## ABOUT THIS TASK
For every line in the material below that holds "value", report the line.

□ □ □

//! Namespace-aware XPath queries over a wrapper document.
//!
//! Every structural query in the crate goes through a [`NamespaceQuery`], which
//! registers the same three prefixes once per document:
//!
//! | prefix | namespace                              |
//! |--------|----------------------------------------|
//! | `n`    | `http://iptc.org/std/nar/2006-10-01/`  |
//! | `h`    | `http://www.w3.org/1999/xhtml`         |
//! | `nitf` | `http://iptc.org/std/NITF/2006-10-18/` |

use std::collections::HashSet;

use libxml::tree::Node;
use libxml::xpath;

use crate::document::WrapperDocument;
use crate::error::{StructuralError, StructuralResult};

pub const NEWSML_NS: &str = "http://iptc.org/std/nar/2006-10-01/";
pub const XHTML_NS: &str = "http://www.w3.org/1999/xhtml";
pub const NITF_NS: &str = "http://iptc.org/std/NITF/2006-10-18/";

/// Prefix bindings registered on every query context
pub const BINDINGS: [(&str, &str); 3] = [("n", NEWSML_NS), ("h", XHTML_NS), ("nitf", NITF_NS)];

/// XPath context bound to one wrapper document
pub struct NamespaceQuery<'doc> {
    wrapper: &'doc WrapperDocument,
    context: xpath::Context,
}

impl<'doc> NamespaceQuery<'doc> {
    /// Create a query context for `wrapper` with the fixed prefix bindings.
    pub fn bind(wrapper: &'doc WrapperDocument) -> StructuralResult<Self> {
        let context = xpath::Context::new(wrapper.document()).map_err(|_| {
            StructuralError::Query {
                expression: "<context>".to_string(),
            }
        })?;

        for (prefix, uri) in BINDINGS {
            context
                .register_namespace(prefix, uri)
                .map_err(|_| StructuralError::NamespaceBinding {
                    prefix: prefix.to_string(),
                    uri: uri.to_string(),
                })?;
        }

        Ok(Self { wrapper, context })
    }

    /// The document this context is bound to
    pub fn wrapper(&self) -> &'doc WrapperDocument {
        self.wrapper
    }

    /// Evaluate `expression` against the whole document.
    pub fn select(&self, expression: &str) -> StructuralResult<Vec<Node>> {
        self.context
            .evaluate(expression)
            .map(|found| found.get_nodes_as_vec())
            .map_err(|_| query_error(expression))
    }

    /// Evaluate `expression` with `node` as the context node.
    pub fn select_from(&self, node: &Node, expression: &str) -> StructuralResult<Vec<Node>> {
        self.context
            .node_evaluate(expression, node)
            .map(|found| found.get_nodes_as_vec())
            .map_err(|_| query_error(expression))
    }

    /// First match of `expression` relative to `node`, if any.
    pub fn first_from(&self, node: &Node, expression: &str) -> StructuralResult<Option<Node>> {
        Ok(self.select_from(node, expression)?.into_iter().next())
    }

    /// Serialize `node` as a standalone XML fragment.
    ///
    /// Namespace declarations inherited from ancestors are copied onto the
    /// fragment's root element so the result parses on its own.
    pub fn fragment_xml(&self, node: &Node) -> String {
        self.fragment_with_default(node, None)
    }

    /// Like [`fragment_xml`](Self::fragment_xml), but the fragment's default
    /// namespace is `uri` instead of whatever default an ancestor declared.
    /// The node's own declarations are left untouched.
    pub fn fragment_in_default_namespace(&self, node: &Node, uri: &str) -> String {
        self.fragment_with_default(node, Some(uri))
    }

    fn fragment_with_default(&self, node: &Node, default_ns: Option<&str>) -> String {
        let xml = self.wrapper.document().node_to_string(node);

        let mut declared: HashSet<String> = node
            .get_namespace_declarations()
            .into_iter()
            .map(|ns| ns.get_prefix())
            .collect();
        let mut inherited = Vec::new();
        if let Some(uri) = default_ns {
            if declared.insert(String::new()) {
                inherited.push((String::new(), uri.to_string()));
            }
        }

        let mut current = node.get_parent();
        while let Some(ancestor) = current {
            if ancestor.is_element_node() {
                for ns in ancestor.get_namespace_declarations() {
                    let prefix = ns.get_prefix();
                    if declared.insert(prefix.clone()) {
                        inherited.push((prefix, ns.get_href()));
                    }
                }
            }
            current = ancestor.get_parent();
        }

        if inherited.is_empty() {
            return xml;
        }

        let name_end = xml
            .char_indices()
            .skip(1)
            .find(|(_, c)| c.is_whitespace() || *c == '/' || *c == '>')
            .map(|(i, _)| i)
            .unwrap_or(xml.len());

        let mut declarations = String::new();
        for (prefix, href) in inherited {
            let href = escape_attribute(&href);
            if prefix.is_empty() {
                declarations.push_str(&format!(" xmlns=\"{}\"", href));
            } else {
                declarations.push_str(&format!(" xmlns:{}=\"{}\"", prefix, href));
            }
        }

        let mut fragment = String::with_capacity(xml.len() + declarations.len());
        fragment.push_str(&xml[..name_end]);
        fragment.push_str(&declarations);
        fragment.push_str(&xml[name_end..]);
        fragment
    }
}

fn query_error(expression: &str) -> StructuralError {
    StructuralError::Query {
        expression: expression.to_string(),
    }
}

fn escape_attribute(value: &str) -> String {
    value
        .replace('&', "&amp;")
        .replace('"', "&quot;")
        .replace('<', "&lt;")
}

□ □ □

## SOLUTION TO THE EXERCISE
fn escape_attribute(value: &str) -> String {
    value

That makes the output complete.